For the data below, tally how many lines contain "classify" and answer only with that tally.

### Provided information

####################

//! Remote resource gateway: one call per verb against a collection endpoint.

use super::config::{ApiConfig, ConfigError, ResourcePaths};
use super::error::GatewayError;
use super::payload::{FieldBag, PayloadEncoding};
use super::traits::Resource;
use async_trait::async_trait;
use contracts::shared::api_response::ApiResponse;
use gloo_net::http::{Request, RequestBuilder};
use gloo_timers::callback::Timeout;
use serde_json::Value;
use std::marker::PhantomData;
use std::rc::Rc;
use web_sys::AbortController;

#[derive(Debug, Clone, Copy, PartialEq, Eq)]
pub enum Verb {
    List,
    Create,
    Update,
    Delete,
}

impl Verb {
    pub fn as_str(&self) -> &'static str {
        match self {
            Self::List => "list",
            Self::Create => "create",
            Self::Update => "update",
            Self::Delete => "delete",
        }
    }
}

/// Remote CRUD calls for one resource collection.
///
/// Calls are never retried. Dropping the returned future abandons the result;
/// the server is not told.
#[async_trait(?Send)]
pub trait ResourceGateway<R: Resource> {
    /// Whether the collection has an endpoint for `verb`
    fn supports(&self, _verb: Verb) -> bool {
        true
    }

    async fn list(&self) -> Result<Vec<R>, GatewayError>;

    /// `Some` when the server returned the created record
    async fn create(&self, payload: FieldBag) -> Result<Option<R>, GatewayError>;

    async fn update(&self, id: &str, payload: FieldBag) -> Result<Option<R>, GatewayError>;

    async fn delete(&self, id: &str) -> Result<(), GatewayError>;
}

/// Turn an HTTP status and body into the envelope's `data` or a classified error.
pub fn interpret_response(status: u16, body: &str) -> Result<Option<Value>, GatewayError> {
    let ok_status = (200..300).contains(&status);
    match serde_json::from_str::<ApiResponse<Value>>(body) {
        Ok(envelope) if ok_status && envelope.success => Ok(envelope.data),
        Ok(envelope) => Err(classify(status, envelope.message_or_fallback())),
        Err(e) if ok_status => Err(GatewayError::Server(format!(
            "Unexpected response from server: {}",
            e
        ))),
        Err(_) => Err(classify(status, format!("HTTP {}", status))),
    }
}

fn classify(status: u16, message: String) -> GatewayError {
    match status {
        404 => GatewayError::NotFound(message),
        400 | 422 => GatewayError::Validation(message),
        _ => GatewayError::Server(message),
    }
}

/// Gateway over the storefront HTTP API (gloo-net / browser fetch)
pub struct HttpGateway<R> {
    config: Rc<ApiConfig>,
    paths: ResourcePaths,
    _marker: PhantomData<fn() -> R>,
}

impl<R: Resource> HttpGateway<R> {
    pub fn new(config: Rc<ApiConfig>) -> Result<Self, ConfigError> {
        let paths = config.paths(R::KIND)?.clone();
        Ok(Self {
            config,
            paths,
            _marker: PhantomData,
        })
    }

    fn unsupported(verb: Verb) -> GatewayError {
        GatewayError::Unsupported {
            resource: R::KIND.as_str(),
            verb: verb.as_str(),
        }
    }

    fn template(&self, verb: Verb) -> Option<&str> {
        match verb {
            Verb::List => Some(&self.paths.list),
            Verb::Create => Some(&self.paths.create),
            Verb::Update => self.paths.update.as_deref(),
            Verb::Delete => self.paths.delete.as_deref(),
        }
    }

    fn url(&self, verb: Verb, id: Option<&str>) -> Result<String, GatewayError> {
        let template = self.template(verb).ok_or_else(|| Self::unsupported(verb))?;
        Ok(match id {
            Some(id) => self.config.url_for_id(template, id),
            None => self.config.url(template),
        })
    }

    async fn send(
        &self,
        verb: Verb,
        url: String,
        payload: Option<&FieldBag>,
    ) -> Result<Option<Value>, GatewayError> {
        log::debug!("{} {}: {}", R::KIND.as_str(), verb.as_str(), url);

        let abort = AbortController::new()
            .map_err(|e| GatewayError::Transport(format!("{e:?}")))?;
        let signal = abort.signal();
        let timeout_ms = self.config.timeout_ms;
        // Dropping the guard at the end of the call cancels the timer.
        let _timeout = Timeout::new(timeout_ms, move || abort.abort());

        let builder: RequestBuilder = match verb {
            Verb::List => Request::get(&url),
            Verb::Create => Request::post(&url),
            Verb::Update => Request::put(&url),
            Verb::Delete => Request::delete(&url),
        }
        .header("Accept", "application/json")
        .abort_signal(Some(&signal));

        let request = match payload {
            None => builder.build(),
            Some(bag) => match bag.encoding() {
                PayloadEncoding::Json => builder.json(&bag.to_json()),
                PayloadEncoding::Multipart => {
                    // The browser sets the multipart boundary header itself.
                    let form = bag
                        .to_form_data()
                        .map_err(|e| GatewayError::Transport(format!("{e:?}")))?;
                    builder.body(form)
                }
            },
        }
        .map_err(|e| GatewayError::Transport(format!("Failed to build request: {}", e)))?;

        let response = request.send().await.map_err(|e| {
            if signal.aborted() {
                GatewayError::Transport(format!("request timed out after {} ms", timeout_ms))
            } else {
                GatewayError::Transport(format!("Failed to send request: {}", e))
            }
        })?;

        let status = response.status();
        let body = response
            .text()
            .await
            .map_err(|e| GatewayError::Transport(format!("Failed to read response: {}", e)))?;

        let result = interpret_response(status, &body);
        if let Err(e) = &result {
            log::warn!(
                "{} {} failed ({}): {}",
                R::KIND.as_str(),
                verb.as_str(),
                e.kind(),
                e
            );
        }
        result
    }

    fn saved_record(data: Option<Value>) -> Option<R> {
        let data = data?;
        match serde_json::from_value::<R>(data) {
            Ok(record) => Some(record),
            Err(e) => {
                log::debug!("{} response data is not a record: {}", R::KIND.as_str(), e);
                None
            }
        }
    }
}

#[async_trait(?Send)]
impl<R: Resource> ResourceGateway<R> for HttpGateway<R> {
    fn supports(&self, verb: Verb) -> bool {
        self.template(verb).is_some()
    }

    async fn list(&self) -> Result<Vec<R>, GatewayError> {
        let url = self.url(Verb::List, None)?;
        match self.send(Verb::List, url, None).await? {
            Some(data) => serde_json::from_value(data).map_err(|e| {
                GatewayError::Server(format!("Failed to parse {}: {}", R::COLLECTION_LABEL, e))
            }),
            None => Ok(Vec::new()),
        }
    }

    async fn create(&self, payload: FieldBag) -> Result<Option<R>, GatewayError> {
        let url = self.url(Verb::Create, None)?;
        let data = self.send(Verb::Create, url, Some(&payload)).await?;
        Ok(Self::saved_record(data))
    }

    async fn update(&self, id: &str, payload: FieldBag) -> Result<Option<R>, GatewayError> {
        let url = self.url(Verb::Update, Some(id))?;
        let data = self.send(Verb::Update, url, Some(&payload)).await?;
        Ok(Self::saved_record(data))
    }

    async fn delete(&self, id: &str) -> Result<(), GatewayError> {
        let url = self.url(Verb::Delete, Some(id))?;
        self.send(Verb::Delete, url, None).await.map(|_| ())
    }
}

#[cfg(test)]
mod tests {
    use super::*;

    #[test]
    fn test_success_envelope_yields_data() {
        let data = interpret_response(200, r#"{"success":true,"data":[{"categoryName":"Shoes"}]}"#)
            .unwrap();
        assert_eq!(data, Some(serde_json::json!([{ "categoryName": "Shoes" }])));
    }

    #[test]
    fn test_success_false_is_server_error() {
        assert_eq!(
            interpret_response(200, r#"{"success":false,"message":"Hero limit reached"}"#),
            Err(GatewayError::Server("Hero limit reached".into()))
        );
        assert_eq!(
            interpret_response(200, r#"{"success":false}"#),
            Err(GatewayError::Server("Something went wrong".into()))
        );
    }

    #[test]
    fn test_status_classification() {
        assert_eq!(
            interpret_response(404, r#"{"success":false,"message":"Product not found"}"#),
            Err(GatewayError::NotFound("Product not found".into()))
        );
        assert_eq!(
            interpret_response(400, r#"{"success":false,"message":"Category already exists"}"#),
            Err(GatewayError::Validation("Category already exists".into()))
        );
        assert_eq!(
            interpret_response(502, "<html>Bad gateway</html>"),
            Err(GatewayError::Server("HTTP 502".into()))
        );
    }

    #[test]
    fn test_garbage_on_success_status() {
        assert!(matches!(
            interpret_response(200, "not json"),
            Err(GatewayError::Server(_))
        ));
    }
}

####################

### Response to the exercise
3